"Pashazade" - читать интересную книгу автора (Grimwood Jon Courtenay)

Chapter Eight 29th June

'I don't usually ...'

The boy with the cats-eye contacts nodded like he understood and Zara took a good look and realized that he did. Which was just as well, because someone had to understand that she had her reasons for not wanting to be back.

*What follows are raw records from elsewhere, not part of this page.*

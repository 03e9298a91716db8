use chrono::{DateTime, Utc};
use rust_decimal::Decimal;
use serde::{Deserialize, Serialize};
use sqlx::FromRow;
use utoipa::ToSchema;

use crate::entity::{
    order_items::Model as OrderItemModel, orders::Model as OrderModel,
    product_images::Model as ProductImageModel, products::Model as ProductModel,
    user_addresses::Model as AddressModel, users::Model as UserModel,
};

pub const ROLE_USER: &str = "user";
pub const ROLE_ADMIN: &str = "admin";

/// A user as the API exposes it; the credential hash never leaves the service layer.
#[derive(Debug, Clone, Serialize, Deserialize, ToSchema)]
pub struct User {
    pub id: i64,
    pub name: String,
    pub email: String,
    pub phone: Option<String>,
    pub role: String,
    pub is_active: bool,
    pub created_at: DateTime<Utc>,
}

impl From<UserModel> for User {
    fn from(model: UserModel) -> Self {
        Self {
            id: model.id,
            name: model.name,
            email: model.email,
            phone: model.phone,
            role: model.role,
            is_active: model.is_active,
            created_at: model.created_at.with_timezone(&Utc),
        }
    }
}

#[derive(Debug, Clone, Serialize, Deserialize, ToSchema, FromRow)]
pub struct Product {
    pub id: i64,
    pub name: String,
    pub description: Option<String>,
    pub price: Decimal,
    pub discount_price: Decimal,
    pub stock: i32,
    pub category_id: i64,
    pub brand_id: i64,
    pub seller: String,
    pub rating: Decimal,
    pub rating_count: i32,
    pub created_at: DateTime<Utc>,
    pub updated_at: DateTime<Utc>,
}

impl From<ProductModel> for Product {
    fn from(model: ProductModel) -> Self {
        Self {
            id: model.id,
            name: model.name,
            description: model.description,
            price: model.price,
            discount_price: model.discount_price,
            stock: model.stock,
            category_id: model.category_id,
            brand_id: model.brand_id,
            seller: model.seller,
            rating: model.rating,
            rating_count: model.rating_count,
            created_at: model.created_at.with_timezone(&Utc),
            updated_at: model.updated_at.with_timezone(&Utc),
        }
    }
}

#[derive(Debug, Clone, Serialize, Deserialize, ToSchema)]
pub struct ProductImage {
    pub id: i64,
    pub url: String,
    pub is_main: bool,
}

impl From<ProductImageModel> for ProductImage {
    fn from(model: ProductImageModel) -> Self {
        Self {
            id: model.id,
            url: model.url,
            is_main: model.is_main,
        }
    }
}

/// Catalog listing entry: the product row plus its taxonomy names and images.
#[derive(Debug, Clone, Serialize, ToSchema)]
pub struct ProductView {
    #[serde(flatten)]
    pub product: Product,
    pub brand_name: Option<String>,
    pub category_name: Option<String>,
    pub images: Vec<ProductImage>,
}

#[derive(Debug, Clone, Serialize, Deserialize, ToSchema, FromRow)]
pub struct Review {
    pub id: i64,
    pub product_id: i64,
    pub user_id: i64,
    pub user_name: Option<String>,
    pub rating: i32,
    pub comment: String,
    pub created_at: DateTime<Utc>,
    pub updated_at: DateTime<Utc>,
}

#[derive(Debug, Serialize, ToSchema)]
pub struct ProductDetail {
    #[serde(flatten)]
    pub product: ProductView,
    pub reviews: Vec<Review>,
}

/// Product summary used by wishlist and cart listings.
#[derive(Debug, Clone, Serialize, Deserialize, ToSchema, FromRow)]
pub struct ProductSummary {
    pub id: i64,
    pub name: String,
    pub price: Decimal,
    pub discount_price: Decimal,
    pub stock: i32,
    pub rating: Decimal,
    pub image: Option<String>,
}

#[derive(Debug, Serialize, Deserialize, ToSchema, FromRow)]
pub struct CartItem {
    pub id: i64,
    pub product_id: i64,
    pub user_id: i64,
    pub quantity: i32,
    pub created_at: DateTime<Utc>,
    pub updated_at: DateTime<Utc>,
}

#[derive(Debug, Clone, Serialize, Deserialize, ToSchema)]
pub struct Order {
    pub id: i64,
    pub order_number: String,
    pub user_id: i64,
    pub total_price: Decimal,
    pub total_price_after_discount: Decimal,
    pub order_status: String,
    pub payment_status: String,
    pub payment_method: Option<String>,
    pub transaction_id: Option<String>,
    /// Shipping address snapshot as captured at checkout.
    #[schema(value_type = Object)]
    pub shipping_address: Option<serde_json::Value>,
    pub notes: Option<String>,
    pub created_at: DateTime<Utc>,
    pub updated_at: DateTime<Utc>,
}

impl From<OrderModel> for Order {
    fn from(model: OrderModel) -> Self {
        // Rows written outside this service may hold plain text rather than JSON.
        let shipping_address = model.shipping_address.map(|raw| {
            serde_json::from_str(&raw).unwrap_or(serde_json::Value::String(raw))
        });
        Self {
            id: model.id,
            order_number: model.order_number,
            user_id: model.user_id,
            total_price: model.total_price,
            total_price_after_discount: model.total_price_after_discount,
            order_status: model.order_status,
            payment_status: model.payment_status,
            payment_method: model.payment_method,
            transaction_id: model.transaction_id,
            shipping_address,
            notes: model.notes,
            created_at: model.created_at.with_timezone(&Utc),
            updated_at: model.updated_at.with_timezone(&Utc),
        }
    }
}

/// A purchased line. `price`/`discount_price` are the snapshot taken at checkout;
/// `product_name`/`product_image` are read live from the catalog for display.
#[derive(Debug, Clone, Serialize, Deserialize, ToSchema)]
pub struct OrderItem {
    pub id: i64,
    pub order_id: i64,
    pub product_id: i64,
    pub quantity: i32,
    pub price: Decimal,
    pub discount_price: Decimal,
    pub product_name: Option<String>,
    pub product_image: Option<String>,
    pub created_at: DateTime<Utc>,
}

impl From<OrderItemModel> for OrderItem {
    fn from(model: OrderItemModel) -> Self {
        Self {
            id: model.id,
            order_id: model.order_id,
            product_id: model.product_id,
            quantity: model.quantity,
            price: model.price,
            discount_price: model.discount_price,
            product_name: None,
            product_image: None,
            created_at: model.created_at.with_timezone(&Utc),
        }
    }
}

#[derive(Debug, Clone, Serialize, Deserialize, ToSchema)]
pub struct UserAddress {
    pub id: i64,
    pub user_id: i64,
    pub name: String,
    pub phone: String,
    pub state: String,
    pub pincode: String,
    pub address: String,
    pub is_default: bool,
    pub created_at: DateTime<Utc>,
    pub updated_at: DateTime<Utc>,
}

impl From<AddressModel> for UserAddress {
    fn from(model: AddressModel) -> Self {
        Self {
            id: model.id,
            user_id: model.user_id,
            name: model.name,
            phone: model.phone,
            state: model.state,
            pincode: model.pincode,
            address: model.address,
            is_default: model.is_default,
            created_at: model.created_at.with_timezone(&Utc),
            updated_at: model.updated_at.with_timezone(&Utc),
        }
    }
}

'Where are we going ... ?'

She knew the answer to that because he'd already told her, but asking again was easier than trying to remember, particularly as remembering might bring back something best forgotten.

'My place,' said the boy.

Her answering smile was wry, almost ironic. There were a dozen reasons why this was an extremely bad idea,

'Okay,' said Zara and climbed onto the waiting tram.

Where?

The elderly woman who stumbled into ZeeZee from behind when he suddenly stopped dead took one look at the foreigner's scowling face and decided to keep walking, in another direction. Not that ZeeZee even noticed: he was too busy stripping down his memory, deleting taste, smell and extraneous movement to find a simple primary colour.

There.

It took ZeeZee a split second to reassure himself that the people on tram weren't staring at him because he was dripping blood (he'd already sealed the knife cut with surgical glue from his complimentary Pan American medical kit before taping his ribs with skin from the all-night pharmacist). And it wasn't his suit that worried the people on the green tram, even though most of the other men wore flowing jellabas. It was his beard and dreadlocks. Or maybe it was the shades.

Too bad.

And yes, once they'd been a trademark of his but that had been by accident — and besides, it had been in another country. He wore shades from necessity because without them his eyes swallowed too much light. Just one of the little childhood modifications for which he had his mother's friends to thank.

Lately he'd taken to wearing polarized contacts but his supply was back at Huntsville along with his stash of crystalMeth and the rest of his life. Except it wasn't just life he'd been doing at Hunstville, it had been all day and all night, life with no option of parole. Which was still a pretty good result, given the district attorney had been going for throwing the big red switch.

'Excuse me.' ZeeZee stepped carefully across some market trader's outstretched boots and slid between two thick-set construction workers in concrete-splashed jellabas.

His brain was headed for what the fox would call a five-car crash and he needed that seat. Besides, that was where the girl sat, the girl he'd seen hesitate, then get on a green tram. The one whose sadness was flash-frozen to the inside of his eyes like lightning.

Though maybe that was just the meth.

ZeeZee knew immediately why his seat had been left free when the tram braked suddenly and the girl shot forward, straight into him. No amount of cologne could hide the reek of alcohol.

'I'm sorry,' said the boy beside her. He half stood, then sank back into his seat and turned away with the embarrassment of the still-young. Fourteen, thought ZeeZee, fifteen at the most. Silver hair, gold tear, lazer tattoo. Not as hard as he wanted to be.

Politely, ZeeZee put one hand on each of the girl's shoulders and pushed her back into her seat. The slightest of nods was all he got by way of acknowledgement. And it was obvious that she didn't trust herself to speak. As if sitting very still could hide the fact that she was too drunk to stand. A birthday or leaving do, ZeeZee decided, noting the card clutched loosely in her fingers and the bunch of orchids wilting on her lap.

Birthday parties gave good access. He'd used them back in Seattle. People's guards came down, making it easy to get close. Much closer than they mostly wanted: but then that was ZeeZee's speciality, getting close to targets who spent time and money keeping people like him at arm's length.

Style was a key factor and ZeeZee could do style. Looking right got you through doors that remained closed to others. Neatness, youth and an ability to blend. There'd been few places he couldn't enter if needs must ... There was even a name for it. Negative capability ...

ZeeZee smiled.

He was still smiling when the girl hunched forward and dribbled vomit from her mouth onto the tram floor between his shoes. She didn't do anything as vulgar as actually throw up, she just let the alcohol make its own return trip.

'Sorry.' That was the boy again.

ZeeZee shrugged. 'It happens.'

At Rue Sherif, ZeeZee pushed himself up off his seat and paused. He needed to know who she was, but he also needed to get off at this stop. Most of all, he wanted to tell the boy not to worry. But anything he said would have drawn attention to the girl's plight, so ZeeZee just nodded and kept going. He'd been those people, both of them. Just not for a long time.